Pregnant women in Northern Ireland often iodine deficient
Iodine deficiency in pregnant women from Northern Ireland is common, but offspring have adequate iodine levels, according to a recent study.
“A re-emergence of mild iodine deficiency in the United Kingdom has been reported,” the researchers wrote. “A recent U.K. study suggested a dose-dependent relationship between mild maternal deficiency and a number of childhood cognitive scores. [WHO] defines sufficiency in a population as a median urinary iodine concentration of 100 µg/L in non-pregnant women and infants and 150 µg/L during pregnancy. It also recommends a daily intake of 250 µg/L during pregnancy.”
Paul McMullan, of the Regional Centre for Endocrinology and Diabetes at Royal Victoria Hospital in Ireland, and colleagues evaluated data from 241 pregnant women from Northern Ireland monitored for iodine levels in the urine. Four-day food diaries and iodine-specific food frequency were used to record dietary intake. Urinary iodine concentrations in 80 offspring were also recorded.
Maternal median urinary iodine concentration was 72 µg/L, 94 µg/L and 116 µg/L in the first, second and third trimesters, respectively. During the postnatal period, women had a median urinary iodine concentration of 90 µg/L, and infants had a median urinary iodine concentration of 148 µg/L. In the first trimester, the median iodine intake was 133 µg/L.
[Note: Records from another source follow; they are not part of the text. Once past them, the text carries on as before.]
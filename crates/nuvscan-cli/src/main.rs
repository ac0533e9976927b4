//! nuvscan - deployment task generator
//!
//! Usage:
//!   nuvscan scan [PATH]        # Scan PATH/packages and write ~/.nuvolaris/nuvolaris.yml
//!   nuvscan scan -o out/       # Write the script into out/
//!   nuvscan config show        # Print the effective configuration

use std::path::{Path, PathBuf};

use anyhow::{Context, Result};
use clap::{Args, Parser, Subcommand, ValueEnum};
use console::style;
use tracing_subscriber::{layer::SubscriberExt, util::SubscriberInitExt};

use nuvscan_core::commands::{ScanCommand, ScanOptions, ScanReport};
use nuvscan_core::config::{ScanConfig, to_toml};
use nuvscan_core::context::AppContext;

#[derive(Parser)]
#[command(name = "nuvscan")]
#[command(about = "Generate deployment task scripts from a packages folder", long_about = None)]
struct Cli {
    /// Show debug logs
    #[arg(long, short, global = true)]
    verbose: bool,

    /// Path to nuvscan.toml (defaults to the platform config directory)
    #[arg(long, global = true, value_name = "FILE")]
    config: Option<PathBuf>,

    #[command(subcommand)]
    command: Commands,
}

#[derive(Subcommand)]
enum Commands {
    /// Scan a project and generate its task script
    Scan(ScanArgs),

    /// Inspect or create the configuration file
    Config(ConfigArgs),
}

#[derive(Args)]
struct ScanArgs {
    /// Project directory containing the packages folder
    #[arg(default_value = "./")]
    path: PathBuf,

    /// Directory to write the script into
    #[arg(short, long, value_name = "OUTPUT_PATH")]
    output: Option<PathBuf>,

    /// Print the script instead of writing it
    #[arg(long)]
    dry_run: bool,

    /// Output format
    #[arg(short, long, default_value = "text")]
    format: OutputFormat,
}

#[derive(Args)]
struct ConfigArgs {
    #[command(subcommand)]
    command: ConfigSubcommand,
}

#[derive(Subcommand)]
enum ConfigSubcommand {
    /// Print the effective configuration as TOML
    Show,
    /// Print the configuration file location
    Path,
    /// Write the default configuration file
    Init {
        /// Overwrite an existing file
        #[arg(long, short)]
        force: bool,
    },
}

#[derive(Clone, Copy, ValueEnum, Default)]
enum OutputFormat {
    /// Human-readable summary
    #[default]
    Text,
    /// Machine-readable JSON
    Json,
}

fn main() -> Result<()> {
    let cli = Cli::parse();
    init_tracing(cli.verbose);

    let ctx = AppContext::with_defaults(cli.config)?;
    match cli.command {
        Commands::Scan(args) => run_scan(&ctx, args),
        Commands::Config(args) => run_config(&ctx, args),
    }
}

fn init_tracing(verbose: bool) {
    let default_filter = if verbose {
        "nuvscan_cli=debug,nuvscan_core=debug,info"
    } else {
        "nuvscan_cli=info,nuvscan_core=info,warn"
    };
    tracing_subscriber::registry()
        .with(
            tracing_subscriber::EnvFilter::try_from_default_env()
                .unwrap_or_else(|_| default_filter.into()),
        )
        .with(tracing_subscriber::fmt::layer().with_writer(std::io::stderr))
        .init();
}

fn run_scan(ctx: &AppContext, args: ScanArgs) -> Result<()> {
    let config = ctx.config_store().load()?;
    tracing::debug!(
        path = %ctx.config_path().display(),
        folder = %config.scan_folder,
        "Loaded configuration"
    );
    let output_dir = match args.output {
        Some(dir) => absolutize(&dir)?,
        None => ctx.output_dir(&config)?,
    };

    let options = ScanOptions::new(&args.path, output_dir).with_dry_run(args.dry_run);
    let report = ScanCommand::new(config).run(&options)?;

    match args.format {
        OutputFormat::Text => print_text(&report, args.dry_run),
        OutputFormat::Json => print_json(&report)?,
    }
    Ok(())
}

fn run_config(ctx: &AppContext, args: ConfigArgs) -> Result<()> {
    let store = ctx.config_store();
    match args.command {
        ConfigSubcommand::Show => {
            let config = store.load()?;
            print!("{}", to_toml(&config)?);
        }
        ConfigSubcommand::Path => {
            println!("{}", store.config_path().display());
        }
        ConfigSubcommand::Init { force } => {
            if store.exists() && !force {
                anyhow::bail!(
                    "Config file already exists: {} (use --force to overwrite)",
                    store.config_path().display()
                );
            }
            store.save(&ScanConfig::default())?;
            println!("Wrote {}", store.config_path().display());
        }
    }
    Ok(())
}

/// Resolve a relative output directory against the working directory, not the project.
fn absolutize(path: &Path) -> Result<PathBuf> {
    if path.is_absolute() {
        return Ok(path.to_path_buf());
    }
    let cwd = std::env::current_dir().context("Failed to read current directory")?;
    Ok(cwd.join(path))
}

fn print_text(report: &ScanReport, dry_run: bool) {
    if dry_run {
        print!("{}", report.script);
        return;
    }

    println!(
        "{} {}",
        style("Scanned").bold().green(),
        report.project_dir.display()
    );
    println!("  Packages:            {}", report.packages);
    println!("  Single-file actions: {}", report.single_file_actions);
    println!("  Multi-file actions:  {}", report.multi_file_actions);
    println!("  Commands:            {}", report.commands.len());
    if let Some(path) = &report.script_path {
        println!("{} {}", style("Script written to").bold(), path.display());
    }
}

fn print_json(report: &ScanReport) -> Result<()> {
    println!("{}", serde_json::to_string_pretty(report)?);
    Ok(())
}
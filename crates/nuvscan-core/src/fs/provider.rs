//! The `FileSystem` trait and its entry types.

use std::io;
use std::path::{Path, PathBuf};

/// Kind of a file system entry.
#[derive(Debug, Clone, Copy, PartialEq, Eq)]
pub enum EntryKind {
    File,
    Directory,
    /// Anything else (symlinks, sockets, ...). Treated like a file by the scanner.
    Other,
}

impl EntryKind {
    pub fn is_dir(self) -> bool {
        self == EntryKind::Directory
    }
}

/// A single entry returned by [`FileSystem::read_dir`].
#[derive(Debug, Clone, PartialEq, Eq)]
pub struct DirEntry {
    /// File name, lossily converted to UTF-8.
    pub name: String,
    /// Exact path of the entry, built from the OS file name.
    pub path: PathBuf,
    pub kind: EntryKind,
}

impl DirEntry {
    pub fn is_dir(&self) -> bool {
        self.kind.is_dir()
    }
}

/// Abstraction over the file system operations the scanner needs.
///
/// Implementations must return directory listings in a stable order; the
/// scanner preserves whatever order it is given.
pub trait FileSystem: Send + Sync {
    /// Kind of the entry at `path`. Fails with `NotFound` when absent.
    fn entry_kind(&self, path: &Path) -> io::Result<EntryKind>;

    /// List the direct children of a directory.
    fn read_dir(&self, path: &Path) -> io::Result<Vec<DirEntry>>;

    /// Create a directory and all missing parents.
    fn create_dir_all(&self, path: &Path) -> io::Result<()>;

    /// Write `contents` to `path`, replacing any existing file.
    fn write_file(&self, path: &Path, contents: &str) -> io::Result<()>;

    /// Whether anything exists at `path`. Errors other than `NotFound` are propagated.
    fn exists(&self, path: &Path) -> io::Result<bool> {
        match self.entry_kind(path) {
            Ok(_) => Ok(true),
            Err(err) if err.kind() == io::ErrorKind::NotFound => Ok(false),
            Err(err) => Err(err),
        }
    }
}
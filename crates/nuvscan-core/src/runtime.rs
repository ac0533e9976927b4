//! Runtime classification for actions.
//!
//! A single-file action is classified by its extension. A multi-file action
//! (a folder) is classified by probing its direct contents for a marker file
//! or a source file, trying runtimes in a fixed priority order:
//!
//! | Runtime | Marker             | Source glob |
//! |---------|--------------------|-------------|
//! | nodejs  | `package.json`     | `*.js`      |
//! | python  | `requirements.txt` | `*.py`      |
//! | java    | `pom.xml`          | `*.java`    |
//! | go      | `go.mod`           | `*.go`      |

use std::fmt;
use std::path::Path;
use std::str::FromStr;

use serde::{Deserialize, Serialize};

use crate::error::{Result, ScanError};
use crate::fs::FileSystem;

/// Execution runtime an action is deployed with.
#[derive(Debug, Clone, Copy, PartialEq, Eq, Hash, Serialize, Deserialize)]
#[serde(rename_all = "lowercase")]
pub enum Runtime {
    #[serde(rename = "nodejs")]
    NodeJs,
    Python,
    Java,
    Go,
}

impl Runtime {
    /// Folder probing order; the first match wins.
    pub const PROBE_ORDER: [Runtime; 4] =
        [Runtime::NodeJs, Runtime::Python, Runtime::Java, Runtime::Go];

    /// Identifier used in `--kind <kind>:default`.
    pub fn kind(self) -> &'static str {
        match self {
            Runtime::NodeJs => "nodejs",
            Runtime::Python => "python",
            Runtime::Java => "java",
            Runtime::Go => "go",
        }
    }

    pub fn extension(self) -> &'static str {
        match self {
            Runtime::NodeJs => ".js",
            Runtime::Python => ".py",
            Runtime::Java => ".java",
            Runtime::Go => ".go",
        }
    }

    /// Manifest file that marks a folder as belonging to this runtime.
    pub fn marker(self) -> &'static str {
        match self {
            Runtime::NodeJs => "package.json",
            Runtime::Python => "requirements.txt",
            Runtime::Java => "pom.xml",
            Runtime::Go => "go.mod",
        }
    }

    pub fn from_extension(ext: &str) -> Option<Runtime> {
        Self::PROBE_ORDER
            .into_iter()
            .find(|runtime| runtime.extension() == ext)
    }
}

impl fmt::Display for Runtime {
    fn fmt(&self, f: &mut fmt::Formatter<'_>) -> fmt::Result {
        f.write_str(self.kind())
    }
}

impl FromStr for Runtime {
    type Err = String;

    fn from_str(s: &str) -> std::result::Result<Self, Self::Err> {
        Self::PROBE_ORDER
            .into_iter()
            .find(|runtime| runtime.kind() == s)
            .ok_or_else(|| format!("Unknown runtime: {s}"))
    }
}

/// Split a file name into `(stem, extension)` at its last dot.
///
/// The extension keeps the dot; a name without a dot has an empty extension.
pub fn split_extension(file_name: &str) -> (&str, &str) {
    match file_name.rfind('.') {
        Some(idx) => file_name.split_at(idx),
        None => (file_name, ""),
    }
}

/// Classify a single file by its extension.
pub fn classify_by_extension(path: &Path) -> Result<Runtime> {
    let file_name = path
        .file_name()
        .map(|n| n.to_string_lossy())
        .unwrap_or_default();
    let (_, ext) = split_extension(&file_name);

    Runtime::from_extension(ext).ok_or_else(|| ScanError::UnsupportedFile {
        path: path.to_path_buf(),
    })
}

/// Classify a folder by probing its direct contents.
///
/// Only the folder's top level is inspected; nested folders are never entered.
pub fn classify_folder(fs: &dyn FileSystem, folder: &Path) -> Result<Runtime> {
    let entries = fs
        .read_dir(folder)
        .map_err(|e| ScanError::filesystem(folder, e))?;

    for runtime in Runtime::PROBE_ORDER {
        let marker = folder.join(runtime.marker());
        if fs
            .exists(&marker)
            .map_err(|e| ScanError::filesystem(&marker, e))?
        {
            return Ok(runtime);
        }

        if entries
            .iter()
            .any(|entry| entry.name.ends_with(runtime.extension()))
        {
            return Ok(runtime);
        }
    }

    Err(ScanError::NoRuntimeFound {
        path: folder.to_path_buf(),
    })
}
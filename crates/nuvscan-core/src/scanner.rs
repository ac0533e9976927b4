//! Tree builder: turns the scan folder into a [`RootScan`].

use std::path::{Path, PathBuf};

use tracing::{debug, info};

use crate::error::{Result, ScanError};
use crate::fs::{DirEntry, FileSystem};
use crate::runtime::{classify_by_extension, classify_folder, split_extension};
use crate::tree::{MultiFileAction, Package, RootScan, SingleFileAction};

/// Walks a scan folder through a [`FileSystem`] provider.
pub struct Scanner<'a> {
    fs: &'a dyn FileSystem,
    scan_folder: PathBuf,
}

impl<'a> Scanner<'a> {
    /// `scan_folder` is resolved by the provider, usually relative to the project root.
    pub fn new(fs: &'a dyn FileSystem, scan_folder: impl Into<PathBuf>) -> Self {
        Self {
            fs,
            scan_folder: scan_folder.into(),
        }
    }

    pub fn scan_folder(&self) -> &Path {
        &self.scan_folder
    }

    /// Whether the scan folder exists. Provider failures other than "not found" are errors.
    pub fn scan_folder_exists(&self) -> Result<bool> {
        self.fs
            .exists(&self.scan_folder)
            .map_err(|e| ScanError::filesystem(&self.scan_folder, e))
    }

    /// Build the two-level tree. The scan folder must exist.
    ///
    /// Any read or classification failure aborts the build.
    pub fn build_tree(&self) -> Result<RootScan> {
        let name = self
            .scan_folder
            .file_name()
            .map(|n| n.to_string_lossy().into_owned())
            .unwrap_or_default();
        let mut root = RootScan::new(name, self.scan_folder.clone());

        for entry in self.list(&self.scan_folder)? {
            if entry.is_dir() {
                root.packages.push(self.scan_package(&entry)?);
            } else {
                root.actions.push(single_file_action(&entry)?);
            }
        }

        info!(
            folder = %self.scan_folder.display(),
            packages = root.packages.len(),
            actions = root.actions.len(),
            "Scanned project tree"
        );
        Ok(root)
    }

    fn scan_package(&self, dir: &DirEntry) -> Result<Package> {
        let mut package = Package::new(dir.name.clone(), dir.path.clone());

        for entry in self.list(&dir.path)? {
            if entry.is_dir() {
                let runtime = classify_folder(self.fs, &entry.path)?;
                debug!(
                    package = %package.name,
                    action = %entry.name,
                    %runtime,
                    "Classified multi-file action"
                );
                package.multi_file_actions.push(MultiFileAction {
                    name: entry.name,
                    path: entry.path,
                    runtime,
                });
            } else {
                package
                    .single_file_actions
                    .push(single_file_action(&entry)?);
            }
        }

        Ok(package)
    }

    fn list(&self, dir: &Path) -> Result<Vec<DirEntry>> {
        self.fs
            .read_dir(dir)
            .map_err(|e| ScanError::filesystem(dir, e))
    }
}

fn single_file_action(entry: &DirEntry) -> Result<SingleFileAction> {
    let runtime = classify_by_extension(&entry.path)?;
    let (stem, _) = split_extension(&entry.name);
    debug!(action = %stem, %runtime, "Classified single-file action");

    Ok(SingleFileAction {
        name: stem.to_string(),
        path: entry.path.clone(),
        runtime,
    })
}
“Thyroglobulin has been suggested as an alternative indicator of iodine status,” the researchers wrote. “No cutoff value is available in adults, but a study in children defined sufficiency as a median [thyroglobulin] value 13 µg/L and/or < 3% of samples 40 µg/L.”
During the first trimester, the median serum thyroglobulin value was 19 µg/L, and 18% of samples had concentrations at least 40 µg/L.
Nutrition knowledge during pregnancy was evaluated in a separate cohort of 183 women. Compared with 90% of these participants who reported they had sufficient knowledge of folate, 5% reported sufficient knowledge of iodine. Seafood was reported as a good source of iodine by 30%, eggs by 15% and dairy by 9%.
“Our study suggests that pregnant women living in Northern Ireland are iodine deficient and have not been provided with the knowledge to improve this,” McMullan said in a press release. “Pregnant women are warned about the dangers of folic acid deficiency and fetal development, but few appear to be aware of the effect of iodine deficiency. Ninety percent of the women we interviewed felt informed about folic acid whilst only 5% had knowledge regarding iodine. “Although levels in the infants of this study were adequate, probably due to concentrating ability of iodine in breast milk and adequate levels in formula feed, the impact of low levels at the start of pregnancy, when brain and nerve health is most critical, is uncertain and therefore of concern.” – by Amber Cox
McMullan P, et al. Abstract #OC6.4. Presented at: Society for Endocrinology Annual Conference; Nov. 7-9, 2016; Brighton, United Kingdom.